Our Common Hellscape Is Officially a Thing, and Other New Dictionary Words
Are you a digital nomad? Are you rage farming today’s hellscape? Then congratulations, you deadass helped induct those new terms into Dictionary.com’s latest update.
The COVID-19 pandemic made us more familiar with folks fortunate enough to telecommute while living the digital nomad life on the road, and you’ve certainly seen people rage farming (defined as “the tactic of intentionally provoking political opponents”) in the problematic hellscape (“a place or time that is hopeless, unbearable, or irredeemable”) that is online discourse today.
And as for deadass… it’s a flexible term that can mean “seriously, completely, genuinely, sincerely, or truly; in fact.”

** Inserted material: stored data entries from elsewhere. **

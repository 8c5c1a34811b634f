use std::path::PathBuf;

use thiserror::Error;

use crate::{config::ProviderKind, process};

#[derive(Debug, Error)]
pub enum Error {
    #[error(
        "could not auto-detect commit-range, and --check-registry is not set\n\
         specify --commit-range manually, or pass --check-registry"
    )]
    AmbiguousTrigger,

    #[error("invalid commit range {0:?}")]
    InvalidCommitRange(String),

    #[error("failed to read deployment config {}: {source}", path.display())]
    Config {
        path: PathBuf,
        #[source]
        source: Box<Error>,
    },

    #[error("invalid value for `{field}`: {reason}")]
    InvalidConfig { field: String, reason: String },

    #[error("unknown provider {provider:?} found in `{field}`")]
    UnknownProvider { field: String, provider: String },

    #[error("the service key file {} does not exist", path.display())]
    MissingCredentialFile { path: PathBuf },

    #[error("{provider} authentication failed: {source}")]
    Auth {
        provider: ProviderKind,
        #[source]
        source: Box<Error>,
    },

    #[error("failed to determine the home directory")]
    NoHomeDir,

    #[error("could not resolve a tag for image {image}: {reason}")]
    UnresolvedTag { image: String, reason: String },

    #[error("failed to check registry for image {image}: {cause}")]
    RegistryProbe { image: String, cause: Box<Error> },

    #[error("failed to fetch parent image {image}: {cause}")]
    FetchParentFailed { image: String, cause: Box<Error> },

    #[error("failed to build image {image}: {cause}")]
    BuildFailed { image: String, cause: Box<Error> },

    #[error("failed to push image {image}: {cause}")]
    PushFailed { image: String, cause: Box<Error> },

    #[error("failed to deploy release {release}: {cause}")]
    DeployFailed { release: String, cause: Box<Error> },

    #[error("{} image(s) failed: {}", images.len(), images.join(", "))]
    ImagesFailed { images: Vec<String> },

    #[error(transparent)]
    Process(#[from] process::Error),

    #[error(transparent)]
    Io(#[from] std::io::Error),

    #[error(transparent)]
    Utf8(#[from] std::str::Utf8Error),

    #[error(transparent)]
    Json(#[from] serde_json::Error),

    #[error(transparent)]
    Yaml(#[from] serde_yaml::Error),
}

impl Error {
    pub fn invalid_config(field: impl Into<String>, reason: impl Into<String>) -> Self {
        Error::InvalidConfig {
            field: field.into(),
            reason: reason.into(),
        }
    }
}

pub type Result<T, E = Error> = std::result::Result<T, E>;
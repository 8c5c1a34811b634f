use std::path::PathBuf;

use log::{debug, info};

use crate::{
    config::ImageDefinition,
    docker::{BuildArgs, ImageBackend},
    error::{Error, Result},
    git::Vcs,
    image_name::ImageName,
};

/// An image definition with its tags resolved for this run.
#[derive(Debug, Clone, PartialEq, Eq)]
pub struct Image {
    pub name: ImageName,
    pub tag: String,
    /// Tag of the image built from the previous change to the build context, used as build cache.
    pub parent_tag: Option<String>,
    pub context: PathBuf,
}

impl Image {
    /// Without an explicit tag, an image is tagged with the last commit that touched its build
    /// context. The commit before that names the parent image.
    pub fn resolve(definition: &ImageDefinition, vcs: &dyn Vcs) -> Result<Self> {
        let (tag, parent_tag) = match definition.tag.as_deref() {
            Some(tag) => (tag.to_owned(), None),
            None => {
                let mut commits = vcs
                    .last_modified_commits(&definition.context, 2)?
                    .into_iter();
                let tag = commits.next().ok_or_else(|| Error::UnresolvedTag {
                    image: definition.name.to_string(),
                    reason: format!(
                        "no commit touches {context}",
                        context = definition.context.display()
                    ),
                })?;
                (tag, commits.next())
            }
        };

        Ok(Self {
            name: definition.name.clone(),
            tag,
            parent_tag,
            context: definition.context.clone(),
        })
    }

    pub fn reference(&self) -> String {
        self.name.with_tag(&self.tag)
    }

    pub fn parent_reference(&self) -> Option<String> {
        self.parent_tag.as_deref().map(|tag| self.name.with_tag(tag))
    }

    /// Primes the local cache with the parent image. Returns the parent reference when it is
    /// available locally afterwards; a parent missing from the registry is not an error.
    pub fn fetch_parent_image(&self, backend: &dyn ImageBackend) -> Result<Option<String>> {
        let Some(parent) = self.parent_reference() else {
            return Ok(None);
        };

        let wrap = |cause: Error| Error::FetchParentFailed {
            image: parent.clone(),
            cause: Box::new(cause),
        };

        if backend.exists_locally(&parent).map_err(wrap)? {
            debug!("parent image {parent} is already present");
            return Ok(Some(parent));
        }

        if backend.pull(&parent).map_err(wrap)? {
            debug!("pulled parent image {parent}");
            Ok(Some(parent))
        } else {
            debug!("parent image {parent} is not in the registry");
            Ok(None)
        }
    }

    pub fn build(&self, backend: &dyn ImageBackend, cache_from: Option<&str>) -> Result<()> {
        let image = self.reference();
        info!("building {image}");
        backend
            .build(BuildArgs {
                context: &self.context,
                image: &image,
                cache_from,
            })
            .map_err(|cause| Error::BuildFailed {
                image: image.clone(),
                cause: Box::new(cause),
            })
    }

    pub fn push(&self, backend: &dyn ImageBackend) -> Result<()> {
        let image = self.reference();
        info!("pushing {image}");
        backend.push(&image).map_err(|cause| Error::PushFailed {
            image: image.clone(),
            cause: Box::new(cause),
        })
    }
}
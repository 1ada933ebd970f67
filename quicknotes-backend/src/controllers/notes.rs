//! Notes REST API - authenticated, owner-scoped CRUD.

use actix_web::{web, HttpRequest, HttpResponse, Responder};

use crate::models::NotePayload;
use crate::AppState;

/// Extract and verify the bearer token from a request; returns the owner id.
fn authenticate(state: &web::Data<AppState>, req: &HttpRequest) -> Result<String, HttpResponse> {
    let token = req
        .headers()
        .get("Authorization")
        .and_then(|h| h.to_str().ok())
        .map(|s| s.trim_start_matches("Bearer ").to_string());

    let token = match token {
        Some(t) => t,
        None => {
            return Err(HttpResponse::Unauthorized().json(serde_json::json!({
                "message": "No authorization token provided"
            })));
        }
    };

    state.signer.verify(&token).map_err(|e| e.to_response())
}

async fn list_notes(data: web::Data<AppState>, req: HttpRequest) -> impl Responder {
    let owner_id = match authenticate(&data, &req) {
        Ok(id) => id,
        Err(resp) => return resp,
    };

    match data.notes.list(&owner_id) {
        Ok(notes) => HttpResponse::Ok().json(notes),
        Err(e) => e.to_response(),
    }
}

async fn create_note(
    data: web::Data<AppState>,
    req: HttpRequest,
    body: web::Json<NotePayload>,
) -> impl Responder {
    let owner_id = match authenticate(&data, &req) {
        Ok(id) => id,
        Err(resp) => return resp,
    };

    match data.notes.create(&owner_id, &body.title, &body.content) {
        Ok(note) => HttpResponse::Created().json(note),
        Err(e) => e.to_response(),
    }
}

async fn update_note(
    data: web::Data<AppState>,
    req: HttpRequest,
    path: web::Path<String>,
    body: web::Json<NotePayload>,
) -> impl Responder {
    let owner_id = match authenticate(&data, &req) {
        Ok(id) => id,
        Err(resp) => return resp,
    };
    let note_id = path.into_inner();

    match data.notes.update(&owner_id, &note_id, &body.title, &body.content) {
        Ok(note) => HttpResponse::Ok().json(note),
        Err(e) => e.to_response(),
    }
}

async fn delete_note(
    data: web::Data<AppState>,
    req: HttpRequest,
    path: web::Path<String>,
) -> impl Responder {
    let owner_id = match authenticate(&data, &req) {
        Ok(id) => id,
        Err(resp) => return resp,
    };
    let note_id = path.into_inner();

    match data.notes.delete(&owner_id, &note_id) {
        Ok(()) => HttpResponse::Ok().json(serde_json::json!({
            "message": "Note deleted"
        })),
        Err(e) => e.to_response(),
    }
}

pub fn config(cfg: &mut web::ServiceConfig) {
    cfg.service(
        web::scope("/api/notes")
            .route("", web::get().to(list_notes))
            .route("", web::post().to(create_note))
            .route("/{id}", web::put().to(update_note))
            .route("/{id}", web::delete().to(delete_note)),
    );
}
pub mod auth;
pub mod health;
pub mod notes;
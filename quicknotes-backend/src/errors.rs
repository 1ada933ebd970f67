//! Service error taxonomy and its single mapping to HTTP responses.
//!
//! Everything below the controllers returns `ServiceError`; the controllers
//! recover every variant here so nothing past this boundary can leak a
//! stack trace or query fragment to a client.

use actix_web::HttpResponse;
use thiserror::Error;

#[derive(Debug, Error)]
pub enum ServiceError {
    /// Missing or malformed input (empty signup fields, etc.)
    #[error("{0}")]
    Validation(String),

    /// Registration attempted with an email that already has an account
    #[error("Email already in use")]
    EmailInUse,

    /// Login failed. Deliberately the same whether the email was unknown or
    /// the password was wrong.
    #[error("Invalid email or password")]
    InvalidCredentials,

    /// Session token missing, malformed, bad signature, or expired
    #[error("Invalid or expired token")]
    InvalidToken,

    /// Note absent, or owned by a different user. The two cases are never
    /// distinguished.
    #[error("Note not found")]
    NotFound,

    /// Any underlying persistence failure
    #[error("database error: {0}")]
    Store(#[from] rusqlite::Error),

    /// Non-store internal failure (e.g. the password hasher)
    #[error("internal error: {0}")]
    Internal(String),
}

impl ServiceError {
    /// Map to the wire response. Store failures are logged server-side and
    /// surfaced as a generic 500 with no internal detail.
    pub fn to_response(&self) -> HttpResponse {
        match self {
            ServiceError::Validation(_)
            | ServiceError::EmailInUse
            | ServiceError::InvalidCredentials => {
                HttpResponse::BadRequest().json(serde_json::json!({
                    "message": self.to_string()
                }))
            }
            ServiceError::InvalidToken => {
                HttpResponse::Unauthorized().json(serde_json::json!({
                    "message": self.to_string()
                }))
            }
            ServiceError::NotFound => HttpResponse::NotFound().json(serde_json::json!({
                "message": self.to_string()
            })),
            ServiceError::Store(_) | ServiceError::Internal(_) => {
                log::error!("{}", self);
                HttpResponse::InternalServerError().json(serde_json::json!({
                    "message": "Internal server error"
                }))
            }
        }
    }
}
//! User (credential) store operations

use chrono::Utc;
use rusqlite::{params, OptionalExtension, Result as SqliteResult};
use uuid::Uuid;

use super::Database;
use crate::models::User;

impl Database {
    /// Insert a new user. The UNIQUE constraint on `email` rejects
    /// duplicates atomically; callers see a `ConstraintViolation`.
    pub fn insert_user(
        &self,
        name: &str,
        email: &str,
        password_hash: &str,
    ) -> SqliteResult<User> {
        let conn = self.conn.lock().unwrap();
        let id = Uuid::new_v4().to_string();
        let created_at = Utc::now();

        conn.execute(
            "INSERT INTO users (id, name, email, password_hash, created_at)
             VALUES (?1, ?2, ?3, ?4, ?5)",
            params![id, name, email, password_hash, created_at.to_rfc3339()],
        )?;

        Ok(User {
            id,
            name: name.to_string(),
            email: email.to_string(),
            password_hash: password_hash.to_string(),
            created_at,
        })
    }

    pub fn find_user_by_email(&self, email: &str) -> SqliteResult<Option<User>> {
        let conn = self.conn.lock().unwrap();

        let mut stmt = conn.prepare(
            "SELECT id, name, email, password_hash, created_at FROM users WHERE email = ?1",
        )?;

        // Only a no-rows result maps to None; real query failures propagate
        // so they surface as a server error, never as bad credentials.
        let user = stmt
            .query_row(params![email], |row| {
                let created_at_str: String = row.get(4)?;
                Ok(User {
                    id: row.get(0)?,
                    name: row.get(1)?,
                    email: row.get(2)?,
                    password_hash: row.get(3)?,
                    created_at: chrono::DateTime::parse_from_rfc3339(&created_at_str)
                        .unwrap()
                        .with_timezone(&Utc),
                })
            })
            .optional()?;

        Ok(user)
    }
}

#[cfg(test)]
mod tests {
    use super::*;

    #[test]
    fn test_insert_and_find_user() {
        let db = Database::open_in_memory().unwrap();

        let user = db
            .insert_user("Ada", "ada@example.com", "$2b$12$hash")
            .expect("Failed to insert user");

        let found = db
            .find_user_by_email("ada@example.com")
            .expect("Failed to query")
            .expect("User should exist");

        assert_eq!(found.id, user.id);
        assert_eq!(found.name, "Ada");
        assert_eq!(found.password_hash, "$2b$12$hash");
    }

    #[test]
    fn test_find_unknown_email_returns_none() {
        let db = Database::open_in_memory().unwrap();
        let found = db.find_user_by_email("nobody@example.com").unwrap();
        assert!(found.is_none());
    }

    #[test]
    fn test_duplicate_email_is_rejected() {
        let db = Database::open_in_memory().unwrap();

        db.insert_user("Ada", "ada@example.com", "$2b$12$a").unwrap();
        let err = db
            .insert_user("Imposter", "ada@example.com", "$2b$12$b")
            .expect_err("second insert should fail");

        match err {
            rusqlite::Error::SqliteFailure(e, _) => {
                assert_eq!(e.code, rusqlite::ErrorCode::ConstraintViolation);
            }
            other => panic!("unexpected error: {:?}", other),
        }

        // First registration is unaffected
        let found = db.find_user_by_email("ada@example.com").unwrap().unwrap();
        assert_eq!(found.name, "Ada");
    }

    #[test]
    fn test_unreadable_row_is_an_error_not_absence() {
        let db = Database::open_in_memory().unwrap();

        // A row the mapper cannot read (integer where created_at text
        // belongs) must surface as a store error, not as "no such user"
        {
            let conn = db.conn.lock().unwrap();
            conn.execute(
                "INSERT INTO users (id, name, email, password_hash, created_at)
                 VALUES ('u1', 'X', 'x@example.com', 'h', 123)",
                [],
            )
            .unwrap();
        }

        assert!(db.find_user_by_email("x@example.com").is_err());
    }
}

These are just four of the 313 new words, 130 new definitions and 1,140 revised definitions added to Dictionary.com’s online repository of language in its new revision.
“Language is, as always, constantly changing,” said John Kelly, senior director of editorial at Dictionary.com, in a statement. “Our team of lexicographers is documenting and contextualizing that unstoppable swirl of the English language — not only to help us better understand our changing times, but how the times we live in change, in turn, our language.”
Other additions include trauma dumping, petfluencer, antifragile and forever chemicals, the latter referring to the pervasive problem of PFAS in the environment.
The pandemic has also helped usher in new health-related terms like superdodger, meaning “anyone who, for unverified reasons, remains uninfected or asymptomatic even after repeated exposure to a contagious virus.”
The dictionary’s latest edition also sees the addition or revision of a number of terms related to gaming and, for some reason, bread. Paratha, anyone?
Nobody ever said our language had to be gluten-free, and I deadass think both our discourse and our pizza are better for it.